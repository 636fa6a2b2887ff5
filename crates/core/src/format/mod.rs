//! Culture-aware formatting and parsing of money.

pub mod culture;
pub mod formatter;

pub use culture::{Culture, SymbolPlacement};
pub use formatter::MoneyFormatter;
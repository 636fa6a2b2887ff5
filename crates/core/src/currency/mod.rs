//! Currency identifiers, metadata, the registry, and exchange rates.

pub mod builder;
pub mod exchange;
pub(crate) mod historic;
pub mod info;
pub(crate) mod iso4217;
pub(crate) mod region;
pub mod registry;

#[cfg(test)]
mod props;

pub use builder::CurrencyBuilder;
pub use exchange::{ExchangeRate, RATE_SCALE};
pub use info::{Currency, CurrencyInfo, NamespaceId};
pub use registry::{CurrencyRegistry, HISTORIC_NAMESPACE, ISO_NAMESPACE, MAX_NAMESPACES};
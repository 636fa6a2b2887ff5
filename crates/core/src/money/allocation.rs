//! Fair allocation using the Largest Remainder Method.
//!
//! Where [`Split`](super::Split) hands all rounding slack to the last
//! share, allocation spreads it one minimal amount at a time:
//! 1. Calculate exact allocations
//! 2. Truncate each to the currency's minor unit
//! 3. Hand the leftover units to the items with the largest fractional parts

use coinage_shared::MinorUnit;
use rust_decimal::prelude::ToPrimitive;
use rust_decimal::{Decimal, RoundingStrategy};

use super::value::Money;
use crate::error::{MoneyError, MoneyResult};

impl Money {
    /// Allocates equally across `count` recipients; earlier recipients get
    /// the extra minor units.
    ///
    /// ```
    /// use coinage_core::money::Money;
    /// use rust_decimal_macros::dec;
    ///
    /// let parts = Money::euro(dec!(100)).allocate(3).unwrap();
    /// let amounts: Vec<_> = parts.iter().map(Money::amount).collect();
    /// assert_eq!(amounts, vec![dec!(33.34), dec!(33.33), dec!(33.33)]);
    /// ```
    ///
    /// # Errors
    ///
    /// Returns `OutOfRange` when `count` is zero.
    pub fn allocate(&self, count: usize) -> MoneyResult<Vec<Self>> {
        if count == 0 {
            return Err(MoneyError::OutOfRange(
                "allocation needs at least one recipient".to_string(),
            ));
        }
        self.allocate_weighted(&vec![Decimal::ONE; count])
    }

    /// Allocates by percentages, which must sum to 100.
    ///
    /// # Errors
    ///
    /// Returns `InvalidArgument` for an empty slice or percentages that do
    /// not sum to 100, and `OutOfRange` for a negative percentage.
    pub fn allocate_by_percentages(&self, percentages: &[Decimal]) -> MoneyResult<Vec<Self>> {
        if percentages.is_empty() {
            return Err(MoneyError::InvalidArgument(
                "percentages must not be empty".to_string(),
            ));
        }
        if percentages.iter().any(Decimal::is_sign_negative) {
            return Err(MoneyError::OutOfRange(
                "percentages must not be negative".to_string(),
            ));
        }
        let total: Decimal = percentages.iter().copied().sum();
        if total != Decimal::ONE_HUNDRED {
            return Err(MoneyError::InvalidArgument(format!(
                "percentages must sum to 100, got {total}"
            )));
        }
        self.allocate_weighted(percentages)
    }

    fn allocate_weighted(&self, weights: &[Decimal]) -> MoneyResult<Vec<Self>> {
        let overflow = MoneyError::Overflow {
            operation: "allocation",
        };
        let total_weight: Decimal = weights.iter().copied().sum();
        let magnitude = self.amount().abs();
        let unit = allocation_unit(self);

        let exact = weights
            .iter()
            .map(|weight| {
                magnitude
                    .checked_mul(*weight)
                    .and_then(|scaled| scaled.checked_div(total_weight))
                    .ok_or_else(|| overflow.clone())
            })
            .collect::<MoneyResult<Vec<_>>>()?;

        let mut allocated: Vec<Decimal> = exact
            .iter()
            .map(|amount| truncate_to_unit(*amount, unit))
            .collect();

        let leftover = magnitude - allocated.iter().copied().sum::<Decimal>();
        let units_to_distribute = (leftover / unit)
            .round_dp_with_strategy(0, RoundingStrategy::ToZero)
            .to_usize()
            .ok_or(overflow)?;

        if units_to_distribute > 0 {
            let mut by_remainder: Vec<(usize, Decimal)> = exact
                .iter()
                .zip(&allocated)
                .map(|(exact, truncated)| *exact - *truncated)
                .enumerate()
                .collect();
            // Stable sort keeps earlier recipients first on ties.
            by_remainder.sort_by(|a, b| b.1.cmp(&a.1));
            for (index, _) in by_remainder.iter().take(units_to_distribute) {
                allocated[*index] += unit;
            }
        }

        let negative = self.is_negative();
        Ok(allocated
            .into_iter()
            .map(|amount| {
                let signed = if negative { -amount } else { amount };
                Self::with_unit(signed, self.currency(), self.minor_unit())
            })
            .collect())
    }
}

/// Smallest step to allocate in. Currencies without a minor unit use the
/// amount's own scale.
fn allocation_unit(money: &Money) -> Decimal {
    if money.minor_unit() == MinorUnit::NotApplicable {
        Decimal::new(1, money.amount().scale())
    } else {
        money.minor_unit().minimal_amount()
    }
}

fn truncate_to_unit(amount: Decimal, unit: Decimal) -> Decimal {
    (amount / unit).round_dp_with_strategy(0, RoundingStrategy::ToZero) * unit
}

#[cfg(test)]
mod tests {
    use super::*;
    use crate::currency::CurrencyRegistry;
    use rust_decimal_macros::dec;

    fn amounts(parts: &[Money]) -> Vec<Decimal> {
        parts.iter().map(Money::amount).collect()
    }

    fn total(parts: &[Money]) -> Decimal {
        parts.iter().map(Money::amount).sum()
    }

    // =========================================================================
    // allocate tests
    // =========================================================================

    #[test]
    fn test_allocate_zero_recipients() {
        assert!(matches!(
            Money::euro(dec!(100)).allocate(0),
            Err(MoneyError::OutOfRange(_))
        ));
    }

    #[test]
    fn test_allocate_single() {
        let parts = Money::euro(dec!(100)).allocate(1).unwrap();
        assert_eq!(amounts(&parts), vec![dec!(100)]);
    }

    #[test]
    fn test_allocate_thirds() {
        // First recipient gets the extra cent
        let parts = Money::euro(dec!(100)).allocate(3).unwrap();
        assert_eq!(amounts(&parts), vec![dec!(33.34), dec!(33.33), dec!(33.33)]);
    }

    #[test]
    fn test_allocate_sum_invariant() {
        let test_cases = [
            (dec!(100), 3),
            (dec!(100), 7),
            (dec!(1000), 3),
            (dec!(1), 3),
            (dec!(0.01), 3),
            (dec!(999.99), 7),
            (dec!(-10), 3),
        ];

        for (amount, count) in test_cases {
            let parts = Money::euro(amount).allocate(count).unwrap();
            assert_eq!(
                total(&parts),
                amount,
                "Sum invariant failed for amount={amount}, count={count}"
            );
        }
    }

    #[test]
    fn test_allocate_negative_mirrors_positive() {
        let parts = Money::euro(dec!(-100)).allocate(3).unwrap();
        assert_eq!(
            amounts(&parts),
            vec![dec!(-33.34), dec!(-33.33), dec!(-33.33)]
        );
    }

    #[test]
    fn test_allocate_fifth_currency() {
        let registry = CurrencyRegistry::new();
        let parts = registry.money(dec!(1), "MRU").unwrap().allocate(3).unwrap();
        assert_eq!(amounts(&parts), vec![dec!(0.4), dec!(0.4), dec!(0.2)]);
    }

    // =========================================================================
    // allocate_by_percentages tests
    // =========================================================================

    #[test]
    fn test_allocate_by_percentages_uneven() {
        let percentages = [dec!(50), dec!(30), dec!(20)];
        let parts = Money::euro(dec!(100))
            .allocate_by_percentages(&percentages)
            .unwrap();
        assert_eq!(amounts(&parts), vec![dec!(50), dec!(30), dec!(20)]);
    }

    #[test]
    fn test_allocate_by_percentages_largest_remainder_wins() {
        let percentages = [dec!(33.33), dec!(33.33), dec!(33.34)];
        let parts = Money::euro(dec!(0.10))
            .allocate_by_percentages(&percentages)
            .unwrap();
        assert_eq!(amounts(&parts), vec![dec!(0.03), dec!(0.03), dec!(0.04)]);
    }

    #[test]
    fn test_allocate_by_percentages_sum_invariant() {
        let test_cases = [
            (dec!(100), vec![dec!(33.33), dec!(33.33), dec!(33.34)]),
            (dec!(1000), vec![dec!(25), dec!(25), dec!(25), dec!(25)]),
            (dec!(99.99), vec![dec!(10), dec!(20), dec!(30), dec!(40)]),
        ];

        for (amount, percentages) in test_cases {
            let parts = Money::euro(amount)
                .allocate_by_percentages(&percentages)
                .unwrap();
            assert_eq!(
                total(&parts),
                amount,
                "Sum invariant failed for amount={amount}, percentages={percentages:?}"
            );
        }
    }

    #[test]
    fn test_allocate_by_percentages_validation() {
        let euros = Money::euro(dec!(100));
        assert!(matches!(
            euros.allocate_by_percentages(&[]),
            Err(MoneyError::InvalidArgument(_))
        ));
        assert!(matches!(
            euros.allocate_by_percentages(&[dec!(50), dec!(40)]),
            Err(MoneyError::InvalidArgument(_))
        ));
        assert!(matches!(
            euros.allocate_by_percentages(&[dec!(120), dec!(-20)]),
            Err(MoneyError::OutOfRange(_))
        ));
    }
}
/// Current ISO-4217 currencies.
pub(crate) static CURRENT: &[CurrencyRecord] = &[
    CurrencyRecord::current("AED", 784, TWO, "United Arab Emirates dirham", "د.إ"),
    CurrencyRecord::current("AFN", 971, TWO, "Afghan afghani", "؋"),
    CurrencyRecord::current("ALL", 8, TWO, "Albanian lek", "L"),
    CurrencyRecord::current("AMD", 51, TWO, "Armenian dram", "֏"),
    CurrencyRecord::current("ANG", 532, TWO, "Netherlands Antillean guilder", "ƒ"),
    CurrencyRecord::current("AOA", 973, TWO, "Angolan kwanza", "Kz"),
    CurrencyRecord::current("ARS", 32, TWO, "Argentine peso", "$"),
    CurrencyRecord::current("AUD", 36, TWO, "Australian dollar", "$"),
    CurrencyRecord::current("AWG", 533, TWO, "Aruban florin", "ƒ"),
    CurrencyRecord::current("AZN", 944, TWO, "Azerbaijani manat", "₼"),
    CurrencyRecord::current("BAM", 977, TWO, "Bosnia and Herzegovina convertible mark", "KM"),
    CurrencyRecord::current("BBD", 52, TWO, "Barbados dollar", "$"),
    CurrencyRecord::current("BDT", 50, TWO, "Bangladeshi taka", "৳"),
    CurrencyRecord::current("BGN", 975, TWO, "Bulgarian lev", "лв."),
    CurrencyRecord::current("BHD", 48, THREE, "Bahraini dinar", "BD"),
    CurrencyRecord::current("BIF", 108, ZERO, "Burundian franc", "FBu"),
    CurrencyRecord::current("BMD", 60, TWO, "Bermudian dollar", "$"),
    CurrencyRecord::current("BND", 96, TWO, "Brunei dollar", "$"),
    CurrencyRecord::current("BOB", 68, TWO, "Boliviano", "Bs."),
    CurrencyRecord::current("BOV", 984, TWO, "Bolivian Mvdol (funds code)", "¤"),
    CurrencyRecord::current("BRL", 986, TWO, "Brazilian real", "R$"),
    CurrencyRecord::current("BSD", 44, TWO, "Bahamian dollar", "$"),
    CurrencyRecord::current("BTN", 64, TWO, "Bhutanese ngultrum", "Nu."),
    CurrencyRecord::current("BWP", 72, TWO, "Botswana pula", "P"),
    CurrencyRecord::since("BYN", 933, TWO, "Belarusian ruble", "Br", (2016, 7, 1)),
    CurrencyRecord::current("BZD", 84, TWO, "Belize dollar", "BZ$"),
    CurrencyRecord::current("CAD", 124, TWO, "Canadian dollar", "$"),
    CurrencyRecord::current("CDF", 976, TWO, "Congolese franc", "FC"),
    CurrencyRecord::current("CHE", 947, TWO, "WIR Euro (complementary currency)", "¤"),
    CurrencyRecord::current("CHF", 756, TWO, "Swiss franc", "Fr."),
    CurrencyRecord::current("CHW", 948, TWO, "WIR Franc (complementary currency)", "¤"),
    CurrencyRecord::current("CLF", 990, FOUR, "Unidad de Fomento (funds code)", "UF"),
    CurrencyRecord::current("CLP", 152, ZERO, "Chilean peso", "$"),
    CurrencyRecord::current("CNY", 156, TWO, "Chinese yuan", "¥"),
    CurrencyRecord::current("COP", 170, TWO, "Colombian peso", "$"),
    CurrencyRecord::current("COU", 970, TWO, "Unidad de Valor Real", "¤"),
    CurrencyRecord::current("CRC", 188, TWO, "Costa Rican colon", "₡"),
    CurrencyRecord::current("CUC", 931, TWO, "Cuban convertible peso", "CUC$"),
    CurrencyRecord::current("CUP", 192, TWO, "Cuban peso", "$"),
    CurrencyRecord::current("CVE", 132, TWO, "Cape Verde escudo", "$"),
    CurrencyRecord::current("CZK", 203, TWO, "Czech koruna", "Kč"),
    CurrencyRecord::current("DJF", 262, ZERO, "Djiboutian franc", "Fdj"),
    CurrencyRecord::current("DKK", 208, TWO, "Danish krone", "kr."),
    CurrencyRecord::current("DOP", 214, TWO, "Dominican peso", "RD$"),
    CurrencyRecord::current("DZD", 12, TWO, "Algerian dinar", "د.ج"),
    CurrencyRecord::current("EGP", 818, TWO, "Egyptian pound", "LE"),
    CurrencyRecord::current("ERN", 232, TWO, "Eritrean nakfa", "ERN"),
    CurrencyRecord::current("ETB", 230, TWO, "Ethiopian birr", "Br"),
    CurrencyRecord::current("EUR", 978, TWO, "Euro", "€"),
    CurrencyRecord::current("FJD", 242, TWO, "Fiji dollar", "$"),
    CurrencyRecord::current("FKP", 238, TWO, "Falkland Islands pound", "£"),
    CurrencyRecord::current("GBP", 826, TWO, "British pound", "£"),
    CurrencyRecord::current("GEL", 981, TWO, "Georgian lari", "₾"),
    CurrencyRecord::since("GHS", 936, TWO, "Ghanaian cedi", "GH¢", (2007, 7, 1)),
    CurrencyRecord::current("GIP", 292, TWO, "Gibraltar pound", "£"),
    CurrencyRecord::current("GMD", 270, TWO, "Gambian dalasi", "D"),
    CurrencyRecord::current("GNF", 324, ZERO, "Guinean franc", "FG"),
    CurrencyRecord::current("GTQ", 320, TWO, "Guatemalan quetzal", "Q"),
    CurrencyRecord::current("GYD", 328, TWO, "Guyanese dollar", "$"),
    CurrencyRecord::current("HKD", 344, TWO, "Hong Kong dollar", "HK$"),
    CurrencyRecord::current("HNL", 340, TWO, "Honduran lempira", "L"),
    CurrencyRecord::current("HTG", 332, TWO, "Haitian gourde", "G"),
    CurrencyRecord::current("HUF", 348, TWO, "Hungarian forint", "Ft"),
    CurrencyRecord::current("IDR", 360, TWO, "Indonesian rupiah", "Rp"),
    CurrencyRecord::current("ILS", 376, TWO, "Israeli new shekel", "₪"),
    CurrencyRecord::current("INR", 356, TWO, "Indian rupee", "₹"),
    CurrencyRecord::current("IQD", 368, THREE, "Iraqi dinar", "ع.د"),
    CurrencyRecord::current("IRR", 364, TWO, "Iranian rial", "﷼"),
    CurrencyRecord::current("ISK", 352, ZERO, "Icelandic króna", "kr"),
    CurrencyRecord::current("JMD", 388, TWO, "Jamaican dollar", "J$"),
    CurrencyRecord::current("JOD", 400, THREE, "Jordanian dinar", "JD"),
    CurrencyRecord::current("JPY", 392, ZERO, "Japanese yen", "¥"),
    CurrencyRecord::current("KES", 404, TWO, "Kenyan shilling", "KSh"),
    CurrencyRecord::current("KGS", 417, TWO, "Kyrgyzstani som", "сом"),
    CurrencyRecord::current("KHR", 116, TWO, "Cambodian riel", "៛"),
    CurrencyRecord::current("KMF", 174, ZERO, "Comoro franc", "CF"),
    CurrencyRecord::current("KPW", 408, TWO, "North Korean won", "₩"),
    CurrencyRecord::current("KRW", 410, ZERO, "South Korean won", "₩"),
    CurrencyRecord::current("KWD", 414, THREE, "Kuwaiti dinar", "د.ك"),
    CurrencyRecord::current("KYD", 136, TWO, "Cayman Islands dollar", "$"),
    CurrencyRecord::current("KZT", 398, TWO, "Kazakhstani tenge", "₸"),
    CurrencyRecord::current("LAK", 418, TWO, "Lao kip", "₭"),
    CurrencyRecord::current("LBP", 422, TWO, "Lebanese pound", "ل.ل"),
    CurrencyRecord::current("LKR", 144, TWO, "Sri Lankan rupee", "Rs"),
    CurrencyRecord::current("LRD", 430, TWO, "Liberian dollar", "$"),
    CurrencyRecord::current("LSL", 426, TWO, "Lesotho loti", "L"),
    CurrencyRecord::current("LYD", 434, THREE, "Libyan dinar", "ل.د"),
    CurrencyRecord::current("MAD", 504, TWO, "Moroccan dirham", "د.م."),
    CurrencyRecord::current("MDL", 498, TWO, "Moldovan leu", "L"),
    CurrencyRecord::current("MGA", 969, FIFTH, "Malagasy ariary", "Ar"),
    CurrencyRecord::current("MKD", 807, TWO, "Macedonian denar", "ден"),
    CurrencyRecord::current("MMK", 104, TWO, "Myanma kyat", "K"),
    CurrencyRecord::current("MNT", 496, TWO, "Mongolian tugrik", "₮"),
    CurrencyRecord::current("MOP", 446, TWO, "Macanese pataca", "MOP$"),
    CurrencyRecord::since("MRU", 929, FIFTH, "Mauritanian ouguiya", "UM", (2018, 1, 1)),
    CurrencyRecord::current("MUR", 480, TWO, "Mauritian rupee", "Rs"),
    CurrencyRecord::current("MVR", 462, TWO, "Maldivian rufiyaa", "Rf"),
    CurrencyRecord::current("MWK", 454, TWO, "Malawian kwacha", "MK"),
    CurrencyRecord::current("MXN", 484, TWO, "Mexican peso", "$"),
    CurrencyRecord::current("MXV", 979, TWO, "Mexican Unidad de Inversion (funds code)", "¤"),
    CurrencyRecord::current("MYR", 458, TWO, "Malaysian ringgit", "RM"),
    CurrencyRecord::since("MZN", 943, TWO, "Mozambican metical", "MTn", (2006, 7, 1)),
    CurrencyRecord::current("NAD", 516, TWO, "Namibian dollar", "N$"),
    CurrencyRecord::current("NGN", 566, TWO, "Nigerian naira", "₦"),
    CurrencyRecord::current("NIO", 558, TWO, "Nicaraguan córdoba", "C$"),
    CurrencyRecord::current("NOK", 578, TWO, "Norwegian krone", "kr"),
    CurrencyRecord::current("NPR", 524, TWO, "Nepalese rupee", "Rs"),
    CurrencyRecord::current("NZD", 554, TWO, "New Zealand dollar", "$"),
    CurrencyRecord::current("OMR", 512, THREE, "Omani rial", "ر.ع."),
    CurrencyRecord::current("PAB", 590, TWO, "Panamanian balboa", "B/."),
    CurrencyRecord::current("PEN", 604, TWO, "Peruvian sol", "S/."),
    CurrencyRecord::current("PGK", 598, TWO, "Papua New Guinean kina", "K"),
    CurrencyRecord::current("PHP", 608, TWO, "Philippine peso", "₱"),
    CurrencyRecord::current("PKR", 586, TWO, "Pakistani rupee", "Rs"),
    CurrencyRecord::current("PLN", 985, TWO, "Polish złoty", "zł"),
    CurrencyRecord::current("PYG", 600, ZERO, "Paraguayan guaraní", "₲"),
    CurrencyRecord::current("QAR", 634, TWO, "Qatari riyal", "ر.ق"),
    CurrencyRecord::since("RON", 946, TWO, "Romanian leu", "lei", (2005, 7, 1)),
    CurrencyRecord::since("RSD", 941, TWO, "Serbian dinar", "РСД", (2006, 10, 25)),
    CurrencyRecord::current("RUB", 643, TWO, "Russian ruble", "₽"),
    CurrencyRecord::current("RWF", 646, ZERO, "Rwandan franc", "RFw"),
    CurrencyRecord::current("SAR", 682, TWO, "Saudi riyal", "ر.س"),
    CurrencyRecord::current("SBD", 90, TWO, "Solomon Islands dollar", "SI$"),
    CurrencyRecord::current("SCR", 690, TWO, "Seychelles rupee", "SR"),
    CurrencyRecord::since("SDG", 938, TWO, "Sudanese pound", "ج.س.", (2007, 1, 10)),
    CurrencyRecord::current("SEK", 752, TWO, "Swedish krona", "kr"),
    CurrencyRecord::current("SGD", 702, TWO, "Singapore dollar", "S$"),
    CurrencyRecord::current("SHP", 654, TWO, "Saint Helena pound", "£"),
    CurrencyRecord::since("SLE", 925, TWO, "Sierra Leonean leone", "Le", (2022, 4, 1)),
    CurrencyRecord::current("SOS", 706, TWO, "Somali shilling", "S"),
    CurrencyRecord::current("SRD", 968, TWO, "Surinamese dollar", "$"),
    CurrencyRecord::current("SSP", 728, TWO, "South Sudanese pound", "£"),
    CurrencyRecord::since("STN", 930, TWO, "São Tomé and Príncipe dobra", "Db", (2018, 1, 1)),
    CurrencyRecord::current("SVC", 222, TWO, "Salvadoran colón", "₡"),
    CurrencyRecord::current("SYP", 760, TWO, "Syrian pound", "£S"),
    CurrencyRecord::current("SZL", 748, TWO, "Swazi lilangeni", "L"),
    CurrencyRecord::current("THB", 764, TWO, "Thai baht", "฿"),
    CurrencyRecord::current("TJS", 972, TWO, "Tajikistani somoni", "смн"),
    CurrencyRecord::since("TMT", 934, TWO, "Turkmenistani manat", "m", (2009, 1, 1)),
    CurrencyRecord::current("TND", 788, THREE, "Tunisian dinar", "د.ت"),
    CurrencyRecord::current("TOP", 776, TWO, "Tongan paʻanga", "T$"),
    CurrencyRecord::since("TRY", 949, TWO, "Turkish lira", "₺", (2005, 1, 1)),
    CurrencyRecord::current("TTD", 780, TWO, "Trinidad and Tobago dollar", "$"),
    CurrencyRecord::current("TWD", 901, TWO, "New Taiwan dollar", "NT$"),
    CurrencyRecord::current("TZS", 834, TWO, "Tanzanian shilling", "TSh"),
    CurrencyRecord::current("UAH", 980, TWO, "Ukrainian hryvnia", "₴"),
    CurrencyRecord::current("UGX", 800, ZERO, "Ugandan shilling", "USh"),
    CurrencyRecord::current("USD", 840, TWO, "United States dollar", "$"),
    CurrencyRecord::current("USN", 997, TWO, "United States dollar (next day) (funds code)", "$"),
    CurrencyRecord::current("UYI", 940, ZERO, "Uruguay Peso en Unidades Indexadas (URUIURUI) (funds code)", "¤"),
    CurrencyRecord::current("UYU", 858, TWO, "Uruguayan peso", "$"),
    CurrencyRecord::since("UYW", 927, FOUR, "Unidad previsional", "¤", (2018, 8, 29)),
    CurrencyRecord::current("UZS", 860, TWO, "Uzbekistan som", "лв"),
    CurrencyRecord::since("VED", 926, TWO, "Venezuelan digital bolívar", "Bs.", (2021, 10, 1)),
    CurrencyRecord::since("VES", 928, TWO, "Venezuelan sovereign bolívar", "Bs.S.", (2018, 8, 20)),
    CurrencyRecord::current("VND", 704, ZERO, "Vietnamese đồng", "₫"),
    CurrencyRecord::current("VUV", 548, ZERO, "Vanuatu vatu", "VT"),
    CurrencyRecord::current("WST", 882, TWO, "Samoan tala", "WS$"),
    CurrencyRecord::current("XAF", 950, ZERO, "CFA franc BEAC", "FCFA"),
    CurrencyRecord::current("XAG", 961, NA, "Silver (one troy ounce)", "¤"),
    CurrencyRecord::current("XAU", 959, NA, "Gold (one troy ounce)", "¤"),
    CurrencyRecord::current("XBA", 955, NA, "European Composite Unit (EURCO) (bond market unit)", "¤"),
    CurrencyRecord::current("XBB", 956, NA, "European Monetary Unit (E.M.U.-6) (bond market unit)", "¤"),
    CurrencyRecord::current("XBC", 957, NA, "European Unit of Account 9 (E.U.A.-9) (bond market unit)", "¤"),
    CurrencyRecord::current("XBD", 958, NA, "European Unit of Account 17 (E.U.A.-17) (bond market unit)", "¤"),
    CurrencyRecord::current("XCD", 951, TWO, "East Caribbean dollar", "$"),
    CurrencyRecord::since("XCG", 532, TWO, "Caribbean guilder", "Cg", (2025, 3, 31)),
    CurrencyRecord::current("XDR", 960, NA, "Special drawing rights", "¤"),
    CurrencyRecord::current("XOF", 952, ZERO, "CFA franc BCEAO", "CFA"),
    CurrencyRecord::current("XPD", 964, NA, "Palladium (one troy ounce)", "¤"),
    CurrencyRecord::current("XPF", 953, ZERO, "CFP franc", "F"),
    CurrencyRecord::current("XPT", 962, NA, "Platinum (one troy ounce)", "¤"),
    CurrencyRecord::current("XSU", 994, NA, "SUCRE", "¤"),
    CurrencyRecord::current("XTS", 963, NA, "Code reserved for testing purposes", "¤"),
    CurrencyRecord::current("XUA", 965, NA, "ADB Unit of Account", "¤"),
    CurrencyRecord::current("XXX", 999, NA, "No currency", "¤"),
    CurrencyRecord::current("YER", 886, TWO, "Yemeni rial", "﷼"),
    CurrencyRecord::current("ZAR", 710, TWO, "South African rand", "R"),
    CurrencyRecord::current("ZMW", 967, TWO, "Zambian kwacha", "ZK"),
    CurrencyRecord::since("ZWG", 924, TWO, "Zimbabwe Gold", "ZiG", (2024, 6, 25)),
];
■ ■ ■ ■ ■
* **Problem requirements**: Please filter the entries for the word "manat" and copy the lines that have it.

* **Written response**:
    CurrencyRecord::current("AZN", 944, TWO, "Azerbaijani manat", "₼"),
    CurrencyRecord::since("TMT", 934, TWO, "Turkmenistani manat", "m", (2009, 1, 1)),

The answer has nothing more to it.